**RECORDS FOR THE EXERCISE**.
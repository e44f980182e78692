//! Error collection — the session's initial work list.
//!
//! Runs each enabled quality tool once against the main workspace, groups
//! the findings by file, and emits one work item per file with at least one
//! finding. Collection has no side effects on the working tree. A tool that
//! crashes contributes no findings and is surfaced as a session warning, not
//! a session failure.

use std::collections::BTreeMap;
use std::path::Path;
use std::sync::Arc;

use tracing::{info, warn};

use crate::model::finding::Finding;
use crate::model::state::FileWorkItem;
use crate::tools::{QualityTool, ToolScope};

/// The collector's output: work items plus session warnings.
#[derive(Default)]
pub struct CollectedErrors {
    /// One work item per file with findings, ordered by path.
    pub items: Vec<FileWorkItem>,
    /// Warnings from tools that failed to run.
    pub warnings: Vec<String>,
    /// Total findings across all files.
    pub total_findings: usize,
}

/// Run `tools` project-wide in `workdir` and group findings into work items.
#[must_use]
pub fn collect_work_items(
    workdir: &Path,
    tools: &[Arc<dyn QualityTool>],
    max_attempts: u32,
) -> CollectedErrors {
    let mut by_file: BTreeMap<std::path::PathBuf, Vec<Finding>> = BTreeMap::new();
    let mut warnings = Vec::new();
    let mut total_findings = 0;

    for tool in tools {
        match tool.run(workdir, ToolScope::Project) {
            Ok(findings) => {
                info!(tool = tool.name(), count = findings.len(), "collected findings");
                total_findings += findings.len();
                for finding in findings {
                    by_file
                        .entry(finding.file_path.clone())
                        .or_default()
                        .push(finding);
                }
            }
            Err(e) => {
                warn!(tool = tool.name(), error = %e, "quality tool failed, skipping its findings");
                warnings.push(e.to_string());
            }
        }
    }

    let items = by_file
        .into_iter()
        .map(|(file_path, findings)| FileWorkItem::new(file_path, findings, max_attempts))
        .collect();

    CollectedErrors {
        items,
        warnings,
        total_findings,
    }
}

// ---------------------------------------------------------------------------
// Tests
// ---------------------------------------------------------------------------

#[cfg(test)]
mod tests {
    use std::path::PathBuf;

    use super::*;
    use crate::model::finding::Severity;
    use crate::tools::ToolError;

    struct StaticTool {
        name: String,
        findings: Result<Vec<Finding>, String>,
    }

    impl QualityTool for StaticTool {
        fn name(&self) -> &str {
            &self.name
        }

        fn run(&self, _workdir: &Path, _scope: ToolScope<'_>) -> Result<Vec<Finding>, ToolError> {
            match &self.findings {
                Ok(f) => Ok(f.clone()),
                Err(msg) => Err(ToolError {
                    tool: self.name.clone(),
                    message: msg.clone(),
                }),
            }
        }
    }

    fn finding(tool: &str, code: &str, file: &str) -> Finding {
        Finding {
            tool: tool.to_owned(),
            code: code.to_owned(),
            message: "m".to_owned(),
            file_path: PathBuf::from(file),
            line: Some(1),
            column: None,
            severity: Severity::Error,
            auto_fixable: false,
        }
    }

    fn tool(name: &str, findings: Vec<Finding>) -> Arc<dyn QualityTool> {
        Arc::new(StaticTool {
            name: name.to_owned(),
            findings: Ok(findings),
        })
    }

    #[test]
    fn groups_findings_by_file_across_tools() {
        let tools = vec![
            tool("lint", vec![finding("lint", "E1", "a.py"), finding("lint", "E2", "b.py")]),
            tool("types", vec![finding("types", "T1", "a.py")]),
        ];
        let collected = collect_work_items(Path::new("."), &tools, 3);

        assert_eq!(collected.total_findings, 3);
        assert_eq!(collected.items.len(), 2);

        let a = &collected.items[0];
        assert_eq!(a.file_path, PathBuf::from("a.py"));
        assert_eq!(a.findings.len(), 2);
        assert_eq!(a.max_attempts, 3);
        assert_eq!(a.attempts_used, 0);

        let b = &collected.items[1];
        assert_eq!(b.file_path, PathBuf::from("b.py"));
        assert_eq!(b.findings.len(), 1);
    }

    #[test]
    fn clean_tree_produces_no_items() {
        let tools = vec![tool("lint", vec![])];
        let collected = collect_work_items(Path::new("."), &tools, 3);
        assert!(collected.items.is_empty());
        assert!(collected.warnings.is_empty());
    }

    #[test]
    fn failed_tool_becomes_a_warning_and_others_still_count() {
        let tools: Vec<Arc<dyn QualityTool>> = vec![
            Arc::new(StaticTool {
                name: "broken".to_owned(),
                findings: Err("segfault".to_owned()),
            }),
            tool("lint", vec![finding("lint", "E1", "a.py")]),
        ];
        let collected = collect_work_items(Path::new("."), &tools, 3);
        assert_eq!(collected.warnings.len(), 1);
        assert!(collected.warnings[0].contains("broken"));
        assert_eq!(collected.items.len(), 1);
    }
}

**EXERCISE PROMPT**.
Extract all lines of the records above that include "crate".

**FINAL ANSWER**.
use crate::model::finding::Finding;
use crate::model::state::FileWorkItem;
use crate::tools::{QualityTool, ToolScope};
    use crate::model::finding::Severity;
    use crate::tools::ToolError;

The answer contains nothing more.